Stored data entries
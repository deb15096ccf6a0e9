use std::collections::BTreeSet;
use std::io::Read;
use std::path::Path;
use std::sync::Arc;

use arrow::array::{Array, ArrayRef, AsArray, Float64Array, Int64Array, StringArray};
use arrow::compute::cast;
use arrow::datatypes::{DataType, Float64Type, Int64Type, Schema as ArrowSchema};
use log::{debug, info};
use parquet::arrow::arrow_reader::ParquetRecordBatchReaderBuilder;
use serde_json::Value as JsonValue;

use super::model::{Dataset, Record, Value};
use super::schema::{FieldDef, FieldKind, Schema};
use crate::error::{Error, Result};

// ---------------------------------------------------------------------------
// Public entry-point
// ---------------------------------------------------------------------------

/// Load a survey dataset from a file.  Dispatch by extension.
///
/// Supported formats:
/// * `.csv`     – header row plus one row per response (the usual export)
/// * `.json`    – `[{ "Age": 25, "Gender": "Male", ... }, ...]`
/// * `.parquet` – flat scalar columns, as written by `df.to_parquet()`
///
/// With a `schema`, every schema column must be present; extra columns
/// are dropped. Without one, the schema is inferred from the data.
pub fn load_file(path: &Path, schema: Option<&Schema>) -> Result<Dataset> {
    let ext = path
        .extension()
        .and_then(|e| e.to_str())
        .unwrap_or("")
        .to_ascii_lowercase();

    info!("loading {}", path.display());
    let dataset = match ext.as_str() {
        "csv" => read_csv(csv::Reader::from_path(path)?, schema),
        "json" => load_json(path, schema),
        "parquet" | "pq" => load_parquet(path, schema),
        other => Err(Error::UnsupportedFormat(other.to_string())),
    }?;
    info!(
        "loaded {} rows x {} columns",
        dataset.len(),
        dataset.schema().len()
    );
    Ok(dataset)
}

/// Load CSV from any reader, e.g. an in-memory buffer.
pub fn load_csv_reader<R: Read>(reader: R, schema: Option<&Schema>) -> Result<Dataset> {
    read_csv(csv::Reader::from_reader(reader), schema)
}

// ---------------------------------------------------------------------------
// CSV loader
// ---------------------------------------------------------------------------

/// CSV layout: header row with exact column names, then one response per
/// row. Empty cells are missing values.
fn read_csv<R: Read>(mut reader: csv::Reader<R>, schema: Option<&Schema>) -> Result<Dataset> {
    let headers: Vec<String> = reader.headers()?.iter().map(|h| h.to_string()).collect();

    let mut rows = Vec::new();
    for result in reader.records() {
        let record = result?;
        rows.push(record.iter().map(|c| c.to_string()).collect::<Vec<_>>());
    }

    from_text_grid(headers, rows, schema)
}

/// Build a dataset from header names and rows of raw text cells.
fn from_text_grid(
    headers: Vec<String>,
    rows: Vec<Vec<String>>,
    schema: Option<&Schema>,
) -> Result<Dataset> {
    let schema = match schema {
        Some(s) => s.clone(),
        None => Schema::infer(&headers, rows.iter().map(|r| r.as_slice())),
    };

    let positions = schema
        .fields()
        .iter()
        .map(|f| {
            headers
                .iter()
                .position(|h| h == &f.name)
                .ok_or_else(|| Error::MissingColumn(f.name.clone()))
        })
        .collect::<Result<Vec<_>>>()?;

    for extra in headers.iter().filter(|h| schema.position(h).is_err()) {
        debug!("ignoring column '{extra}' not in schema");
    }

    let mut records = Vec::with_capacity(rows.len());
    for (row_no, row) in rows.iter().enumerate() {
        let values = schema
            .fields()
            .iter()
            .zip(&positions)
            .map(|(field, &idx)| {
                let cell = row.get(idx).map(String::as_str).unwrap_or("");
                parse_cell(cell, field, row_no)
            })
            .collect::<Result<Vec<_>>>()?;
        records.push(Record::new(values));
    }

    Ok(finish(schema, records))
}

/// Convert one text cell according to the declared field kind.
fn parse_cell(cell: &str, field: &FieldDef, row: usize) -> Result<Value> {
    let trimmed = cell.trim();
    if trimmed.is_empty() {
        return Ok(Value::Null);
    }
    match field.kind {
        FieldKind::Categorical => Ok(Value::Text(cell.to_string())),
        FieldKind::Numeric => {
            if let Ok(i) = trimmed.parse::<i64>() {
                return Ok(Value::Integer(i));
            }
            match trimmed.parse::<f64>() {
                // NaN and infinities count as missing.
                Ok(f) if !f.is_finite() => Ok(Value::Null),
                Ok(f) => Ok(Value::Float(f)),
                Err(_) => Err(Error::Parse {
                    row,
                    column: field.name.clone(),
                    value: cell.to_string(),
                }),
            }
        }
    }
}

/// A numeric column holding any fractional value is stored as floats
/// throughout, like a Pandas `float64` column.
fn finish(schema: Schema, mut records: Vec<Record>) -> Dataset {
    for (pos, field) in schema.fields().iter().enumerate() {
        if field.kind != FieldKind::Numeric {
            continue;
        }
        let has_float = records
            .iter()
            .any(|r| matches!(r.values.get(pos), Some(Value::Float(_))));
        if !has_float {
            continue;
        }
        for record in &mut records {
            if let Some(slot) = record.values.get_mut(pos) {
                if let Value::Integer(i) = *slot {
                    *slot = Value::Float(i as f64);
                }
            }
        }
    }
    Dataset::new(Arc::new(schema), records)
}

// ---------------------------------------------------------------------------
// JSON loader
// ---------------------------------------------------------------------------

/// Expected JSON schema (records-oriented, `df.to_json(orient='records')`):
///
/// ```json
/// [
///   { "satisfaction": "satisfied", "Age": 65, "Arrival Delay in Minutes": 0.0, ... },
///   ...
/// ]
/// ```
fn load_json(path: &Path, schema: Option<&Schema>) -> Result<Dataset> {
    let text = std::fs::read_to_string(path)?;
    let root: JsonValue = serde_json::from_str(&text)?;

    let records = root
        .as_array()
        .ok_or_else(|| Error::InvalidParameter("expected a top-level JSON array".to_string()))?;

    let headers: Vec<String> = match schema {
        Some(s) => s.fields().iter().map(|f| f.name.clone()).collect(),
        None => records
            .iter()
            .filter_map(|r| r.as_object())
            .flat_map(|obj| obj.keys().cloned())
            .collect::<BTreeSet<_>>()
            .into_iter()
            .collect(),
    };

    let mut rows = Vec::with_capacity(records.len());
    for (i, rec) in records.iter().enumerate() {
        let obj = rec.as_object().ok_or_else(|| {
            Error::InvalidParameter(format!("row {i} is not a JSON object"))
        })?;
        let mut row = Vec::with_capacity(headers.len());
        for name in &headers {
            match obj.get(name) {
                Some(val) => row.push(json_to_text(val)),
                None if schema.is_some() => return Err(Error::MissingColumn(name.clone())),
                None => row.push(String::new()),
            }
        }
        rows.push(row);
    }

    from_text_grid(headers, rows, schema)
}

fn json_to_text(val: &JsonValue) -> String {
    match val {
        JsonValue::Null => String::new(),
        JsonValue::String(s) => s.clone(),
        other => other.to_string(),
    }
}

// ---------------------------------------------------------------------------
// Parquet loader
// ---------------------------------------------------------------------------

/// One Arrow column normalised to the representation its field needs.
enum TypedColumn {
    Int(Int64Array),
    Float(Float64Array),
    /// Text that must be parsed as a number cell by cell.
    NumericText(StringArray),
    Text(StringArray),
}

impl TypedColumn {
    fn new(col: &ArrayRef, field: &FieldDef) -> Result<Self> {
        let dt = col.data_type();
        let typed = match field.kind {
            FieldKind::Numeric if dt.is_integer() => {
                TypedColumn::Int(cast(col, &DataType::Int64)?.as_primitive::<Int64Type>().clone())
            }
            FieldKind::Numeric if dt.is_floating() => TypedColumn::Float(
                cast(col, &DataType::Float64)?.as_primitive::<Float64Type>().clone(),
            ),
            FieldKind::Numeric => {
                TypedColumn::NumericText(cast(col, &DataType::Utf8)?.as_string::<i32>().clone())
            }
            FieldKind::Categorical => {
                TypedColumn::Text(cast(col, &DataType::Utf8)?.as_string::<i32>().clone())
            }
        };
        Ok(typed)
    }

    fn value(&self, row: usize, field: &FieldDef, global_row: usize) -> Result<Value> {
        let value = match self {
            TypedColumn::Int(a) if a.is_valid(row) => Value::Integer(a.value(row)),
            TypedColumn::Float(a) if a.is_valid(row) && a.value(row).is_finite() => {
                Value::Float(a.value(row))
            }
            TypedColumn::NumericText(a) | TypedColumn::Text(a) if a.is_valid(row) => {
                parse_cell(a.value(row), field, global_row)?
            }
            _ => Value::Null,
        };
        Ok(value)
    }
}

/// Load a Parquet file with one flat column per survey field.
///
/// Integer columns stay integral, float columns become floats, anything
/// else is read as text (dictionary-encoded categoricals included).
fn load_parquet(path: &Path, schema: Option<&Schema>) -> Result<Dataset> {
    let file = std::fs::File::open(path)?;
    let builder = ParquetRecordBatchReaderBuilder::try_new(file)?;
    let arrow_schema = Arc::clone(builder.schema());

    let schema = match schema {
        Some(s) => s.clone(),
        None => infer_from_arrow(&arrow_schema),
    };
    let positions = schema
        .fields()
        .iter()
        .map(|f| {
            arrow_schema
                .index_of(&f.name)
                .map_err(|_| Error::MissingColumn(f.name.clone()))
        })
        .collect::<Result<Vec<_>>>()?;

    let reader = builder.build()?;
    let mut records = Vec::new();

    for batch_result in reader {
        let batch = batch_result?;
        let columns = schema
            .fields()
            .iter()
            .zip(&positions)
            .map(|(f, &idx)| TypedColumn::new(batch.column(idx), f))
            .collect::<Result<Vec<_>>>()?;

        let offset = records.len();
        for row in 0..batch.num_rows() {
            let values = columns
                .iter()
                .zip(schema.fields())
                .map(|(col, f)| col.value(row, f, offset + row))
                .collect::<Result<Vec<_>>>()?;
            records.push(Record::new(values));
        }
    }

    Ok(finish(schema, records))
}

fn infer_from_arrow(arrow_schema: &ArrowSchema) -> Schema {
    let fields = arrow_schema
        .fields()
        .iter()
        .map(|f| {
            if f.data_type().is_integer() || f.data_type().is_floating() {
                FieldDef::numeric(f.name())
            } else {
                FieldDef::categorical(f.name())
            }
        })
        .collect();
    Schema::new(fields)
}

#[cfg(test)]
mod tests {
    use super::*;

    fn schema() -> Schema {
        Schema::new(vec![FieldDef::categorical("kind"), FieldDef::numeric("delay")])
    }

    #[test]
    fn csv_cells_follow_declared_kinds() {
        let data = "kind,delay,extra\nA,5,x\nB,,y\n42,7,z\n";
        let ds = load_csv_reader(data.as_bytes(), Some(&schema())).unwrap();
        assert_eq!(ds.len(), 3);
        assert_eq!(ds.schema().len(), 2);
        let rows = ds.records();
        assert_eq!(rows[0].values, vec![Value::Text("A".into()), Value::Integer(5)]);
        assert_eq!(rows[1].values[1], Value::Null);
        // Numbers in a categorical column stay text.
        assert_eq!(rows[2].values[0], Value::Text("42".into()));
    }

    #[test]
    fn fractional_cells_promote_whole_column_to_float() {
        let data = "kind,delay\nA,5\nB,2.5\nC,NaN\n";
        let ds = load_csv_reader(data.as_bytes(), Some(&schema())).unwrap();
        let delays: Vec<_> = ds.column("delay").unwrap().cloned().collect();
        assert_eq!(delays, vec![Value::Float(5.0), Value::Float(2.5), Value::Null]);
    }

    #[test]
    fn infinite_cells_load_as_null() {
        let data = "kind,delay\nA,1.5\nB,inf\nC,-inf\nD,2\n";
        let ds = load_csv_reader(data.as_bytes(), Some(&schema())).unwrap();
        let delays: Vec<_> = ds.column("delay").unwrap().cloned().collect();
        assert_eq!(
            delays,
            vec![Value::Float(1.5), Value::Null, Value::Null, Value::Float(2.0)]
        );
        assert_eq!(ds.numeric_values("delay").unwrap(), vec![1.5, 2.0]);
    }

    #[test]
    fn missing_schema_column_is_a_load_error() {
        let data = "kind\nA\n";
        let err = load_csv_reader(data.as_bytes(), Some(&schema())).unwrap_err();
        assert!(matches!(err, Error::MissingColumn(c) if c == "delay"));
    }

    #[test]
    fn unparseable_numeric_cell_reports_position() {
        let data = "kind,delay\nA,1\nB,late\n";
        let err = load_csv_reader(data.as_bytes(), Some(&schema())).unwrap_err();
        match err {
            Error::Parse { row, column, value } => {
                assert_eq!(row, 1);
                assert_eq!(column, "delay");
                assert_eq!(value, "late");
            }
            other => panic!("unexpected error: {other}"),
        }
    }

    #[test]
    fn schema_is_inferred_without_one() {
        let data = "a,b\n1,x\n2,y\n";
        let ds = load_csv_reader(data.as_bytes(), None).unwrap();
        assert_eq!(ds.kind_of("a").unwrap(), FieldKind::Numeric);
        assert_eq!(ds.kind_of("b").unwrap(), FieldKind::Categorical);
    }
}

◆ **Prompt**
Reproduce each line above that contains "usize".

◆ **Output**
fn parse_cell(cell: &str, field: &FieldDef, row: usize) -> Result<Value> {
    fn value(&self, row: usize, field: &FieldDef, global_row: usize) -> Result<Value> {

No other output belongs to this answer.